Reshoring has been hot in June. The U.S. Department of Commerce’s Investment Advisory Council (IAC) reported on June 9 its recommendations, including reshoring of semiconductors and pharmaceuticals. The Reshoring Initiative’s Harry Moser teamed up with TEVA’s Terry Creighton, the driving force on the pharma recommendation, and played a leading role in expanding the focus of IAC to include reshoring in addition to foreign direct investment (FDI). At the meeting, Harry advocated for an even greater focus on reshoring and followed up with Under Secretary Farrell, offering the Reshoring Initiative’s help.

On June 8, 2021, the Biden Administration announced its immediate actions based on Executive Order 14017 “America’s Supply Chains.” The actions include major improvements in self-sufficiency in semiconductor chips, pharmaceuticals, rare earth minerals and electric vehicle (EV) batteries. These emergency actions are needed because we have allowed so many supply chain gaps to develop. The Reshoring Initiative recommends also attacking the root cause: U.S. lack of price competitiveness. 
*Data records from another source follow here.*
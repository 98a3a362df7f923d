use crate::post::PostContext;

/// System instruction shared by every generation request.
pub const SYSTEM_INSTRUCTION: &str = "You are an AI reply generator for Twitter/X. Analyze the tweet content and existing replies to generate a contextually relevant, single-sentence response that adds value to the conversation.

CRITICAL REQUIREMENTS:
- Generate reply ONLY if you can add meaningful value based on tweet content and existing replies
- Must be ONE simple sentence under 90 characters
- Must be directly relevant to the conversation context
- NO questions unless absolutely necessary
- NO generic advice
- NO promotional language
- Focus on adding specific value to the ongoing discussion";

const REQUIREMENTS_BLOCK: &str = "REQUIREMENTS:
- Reply must be directly relevant to the specific conversation
- Must add unique value based on the context
- Must be under 90 characters
- Must be a single, simple sentence
- Must avoid generic responses
- Only reply if you can add meaningful value

Reply:";

#[derive(Debug, Clone, PartialEq, Eq)]
pub struct Prompt {
    pub system: String,
    pub user: String,
}

/// Numbered `n. author: "content"` lines for every extracted reply.
///
/// All replies are listed, including the short ones the eligibility check
/// does not count.
fn conversation_block(ctx: &PostContext) -> String {
    if ctx.replies.is_empty() {
        return String::new();
    }

    let lines: Vec<String> = ctx
        .replies
        .iter()
        .enumerate()
        .map(|(idx, reply)| format!("{}. {}: \"{}\"", idx + 1, reply.author, reply.content))
        .collect();

    format!(
        "Existing conversation context (analyze these replies):\n{}",
        lines.join("\n")
    )
}

pub fn build_prompt(ctx: &PostContext) -> Prompt {
    let user = format!(
        "Analyze this conversation and generate a contextually relevant reply:\n\nOriginal Tweet by {}: \"{}\"\n\n{}\n\n{}",
        ctx.author_handle,
        ctx.body_text,
        conversation_block(ctx),
        REQUIREMENTS_BLOCK
    );

    Prompt {
        system: SYSTEM_INSTRUCTION.to_string(),
        user,
    }
}
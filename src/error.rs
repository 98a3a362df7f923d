use thiserror::Error;

/// Failures of the key/value persistence substrate.
#[derive(Debug, Error)]
pub enum StorageError {
    #[error("storage I/O failed: {0}")]
    Io(#[from] std::io::Error),
    #[error("storage document is not valid JSON: {0}")]
    Json(#[from] serde_json::Error),
}

/// Every way a generate cycle can end without an accepted reply.
///
/// None of these are fatal; each resolves to a status line via
/// [`ReplyError::status_message`] and the next attempt starts clean.
#[derive(Debug, Error)]
pub enum ReplyError {
    #[error("Could not extract tweet data. Make sure you're on a tweet page.")]
    NoContext,
    #[error("OpenAI API key is required")]
    MissingCredential,
    #[error("Tweet content is too short to generate a meaningful reply")]
    InsufficientContext,
    #[error("Not enough meaningful replies to generate contextual response")]
    InsufficientConversation,
    #[error("{0}")]
    GenerationService(String),
    #[error("Generated reply does not meet requirements")]
    InvalidCandidate,
    #[error("Failed to save reply")]
    Persistence(#[source] StorageError),
    #[error("Content script not loaded. Try refreshing the page.")]
    ContentScriptUnavailable,
}

impl ReplyError {
    pub fn status_message(&self) -> String {
        self.to_string()
    }

    /// Eligibility refusals: generation was never attempted.
    pub fn is_refusal(&self) -> bool {
        matches!(
            self,
            ReplyError::MissingCredential
                | ReplyError::InsufficientContext
                | ReplyError::InsufficientConversation
        )
    }
}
Despite the economic slowdown caused by COVID, reshoring numbers were up in 2020. Reshoring and foreign direct investment (FDI) job announcements for 2020 were 160,649, bringing the total jobs announced since 2010 tover 1 million (1,057,054). Additionally, the number of companies reporting new reshoring and FDI set a new record: 1,484 companies. All jobs added are good news, but at this rate, it will take 30 years to reach President Biden’s goal of five million jobs. Actions needed to accelerate the trend are presented in the Report.

Top Takeaways from the 2020 Report

  • President Biden is prioritizing reshoring. The gaps in Biden’s plans need to be addressed in order to achieve his goal of returning 5 million more jobs. Details of needed actions are also in our Competitiveness Toolkit
  •  In 2020, U.S. reshoring set a record of 109,000 jobs and outpaced FDI for the first time since 2013. COVID/supply chain uncertainty has resulted in companies emphasizing operations in their home countries.
  • Recent national initiatives to shorten and close supply chain gaps for essential products aim to make the U.S. less vulnerable. The following industries are most likely to benefit: personal protective equipment (PPE), medical, semiconductor chips and defense. Medical equipment and PPE are the first responders of new reshoring and FDI, with 2020 cases up nearly 2,000% and jobs up 400% from 2019.
  • There is continued growth in efforts by Manufacturing Extension Partnerships (MEPs), economic development organizations (EDOs) and states to enable reshoring. The Reshoring Initiative is deeply involved in these efforts with its Import Substitution Program (ISP). As a measure of corporate interest, the demand for this service is more than ten times the rate of 2019. 
  • We anticipate 2021 reshoring and FDI job announcements to be near 200,000, up by at least 25% from 2020.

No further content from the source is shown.